Autor: Tsare, Evridiki-Pandora G., Klapa, Maria I., Moschonas, Nicholas K.
Zdroj: IFAC-PapersOnLine; January 2024, Vol. 58 Issue: 23 p133-138, 6p
Abstrakt: Genome-wide association studies (GWAS) have been valuable for the identification of genetic factors associated with complex diseases or traits. GWAS findings can be enhanced if analysed in the context of protein-protein interaction (PPI) networks, as the related pathophysiology results from dysfunction of interacting polyprotein pathways. In a recent study, we reconstructed the PPI network of blood pressure regulation (BP) based on a systematically-curated GWAS meta-database and network extension principles. Our meta-database enables the selection of GWAS-data of different ancestries and/or different Ensembl-defined transcript consequence severities.
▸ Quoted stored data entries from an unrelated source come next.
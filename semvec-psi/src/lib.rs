//! # semvec-psi
//!
//! Predication-based semantic indexing: trains distributional semantic
//! vectors from a corpus of subject-predicate-object triples on top of the
//! [`semvec_vsa`] vector algebra.
//!
//! Every admitted concept and predicate term receives a random *elemental*
//! vector. Every concept additionally receives a *semantic* vector that
//! accumulates, for each predication it takes part in, the binding of the
//! predicate with the opposite argument:
//!
//! ```text
//! semantic(object)  += weight(object)  * bind(predicate, subject)
//! semantic(subject) += weight(subject) * bind(predicate, object)
//! ```
//!
//! ## Quick Start
//!
//! ```
//! use semvec_psi::{create_psi_vectors, CorpusTermStats, FileVectorStore, MemoryIndex, PsiConfig, Triple};
//!
//! let dir = tempfile::tempdir()?;
//! let mut config = PsiConfig::default();
//! config.output.directory = dir.path().to_path_buf();
//!
//! let index = MemoryIndex::from_triples([
//!     Triple::new("cat", "chase", "mouse"),
//!     Triple::new("dog", "chase", "cat"),
//! ]);
//! let stats = CorpusTermStats::from_index(&index, &config)?;
//! let mut writer = FileVectorStore::new(config.output.clone());
//!
//! let report = create_psi_vectors(&config, &index, &stats, &mut writer)?;
//! assert_eq!(report.processed, 2);
//! assert!(writer.path_for("semanticvectors").exists());
//! # Ok::<(), Box<dyn std::error::Error>>(())
//! ```
//!
//! ## Modules
//!
//! - [`config`]: run configuration, loadable from YAML
//! - [`corpus`]: ReVerb and plain triple ingestion
//! - [`index`]: the index contract and an in-memory implementation
//! - [`term_stats`]: term admission and global weighting
//! - [`elemental`] / [`semantic`]: the two vector stores
//! - [`context`]: per-field context vectors
//! - [`trainer`]: the training state machine
//! - [`vector_store`]: persistence
//! - [`correlation`]: evaluation against human similarity judgments
//!
//! ## References
//!
//! - Cohen, T., Schvaneveldt, R. & Widdows, D. (2010). Reflective Random
//!   Indexing and indirect inference
//! - Widdows, D. & Cohen, T. (2015). Reasoning with vectors: a continuous
//!   model for fast robust inference

#![deny(unsafe_code)]
#![warn(missing_docs)]
#![warn(clippy::pedantic)]
#![allow(clippy::module_name_repetitions)]
#![allow(clippy::float_cmp)]

pub mod config;
pub mod context;
pub mod corpus;
pub mod correlation;
pub mod elemental;
pub mod error;
pub mod index;
pub mod semantic;
pub mod term_stats;
pub mod trainer;
pub mod vector_store;

pub use config::{ElementalMethod, FilterConfig, OutputConfig, PsiConfig, StoreFormat, TermWeight};
pub use context::ContextVectorBuilder;
pub use corpus::{read_triples, CorpusFormat, Triple};
pub use correlation::{evaluate_pairs, CorrelationReport};
pub use elemental::ElementalVectorStore;
pub use error::{PsiError, Result};
pub use index::{DocId, Field, MemoryIndex, PredicationIndex};
pub use semantic::SemanticVectorStore;
pub use term_stats::{CorpusTermStats, TermStats};
pub use trainer::{create_psi_vectors, PredicationTrainer, SkipCounts, TrainedVectors, TrainingPhase, TrainingReport};
pub use vector_store::{
    read_vector_store, FileVectorStore, LoadedVectorStore, NamedStore, StoreHeader, VectorStoreWriter,
};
Thus, this study aimed at investigating any differences in the BP PPI network, due to (a) ancestry, by comparing the most-abundant European and Asian ancestry GWAS datasets, and (b) variant consequence severity, by excluding single nucleotide polymorphisms (SNPs) involved only in “modifier” categories, of difficult to predict impact. We identified that 82% of the collected BP-SNPs are from European-specific studies, with only 11% from Asian-specific, validating the need to augment the GWAS-data from other than European ancestries. Thus, only 7% vs 83% of the 1170 BP GWAS-proteins originate from Asian- and European-specific studies, respectively, with 2% (24) identified as Asian-specific vs ∼45% (524) as European-specific GWAS-proteins. In the second part of the study, we found that the vast majority (85%) of the BP-SNPs with protein-coding transcript consequences are only intron variants (‘modifier’ category). Hence, the PPI network based on the SNPs in other than “modifier” categories included 142 proteins, with 12 in the largest connected component. However, while the relevant interactome is much smaller than the full, when extended based on our shortest-path approach, it revealed the same BP-significant pathways. This result supports the need to upgrade the information content of GWAS-data through network analysis.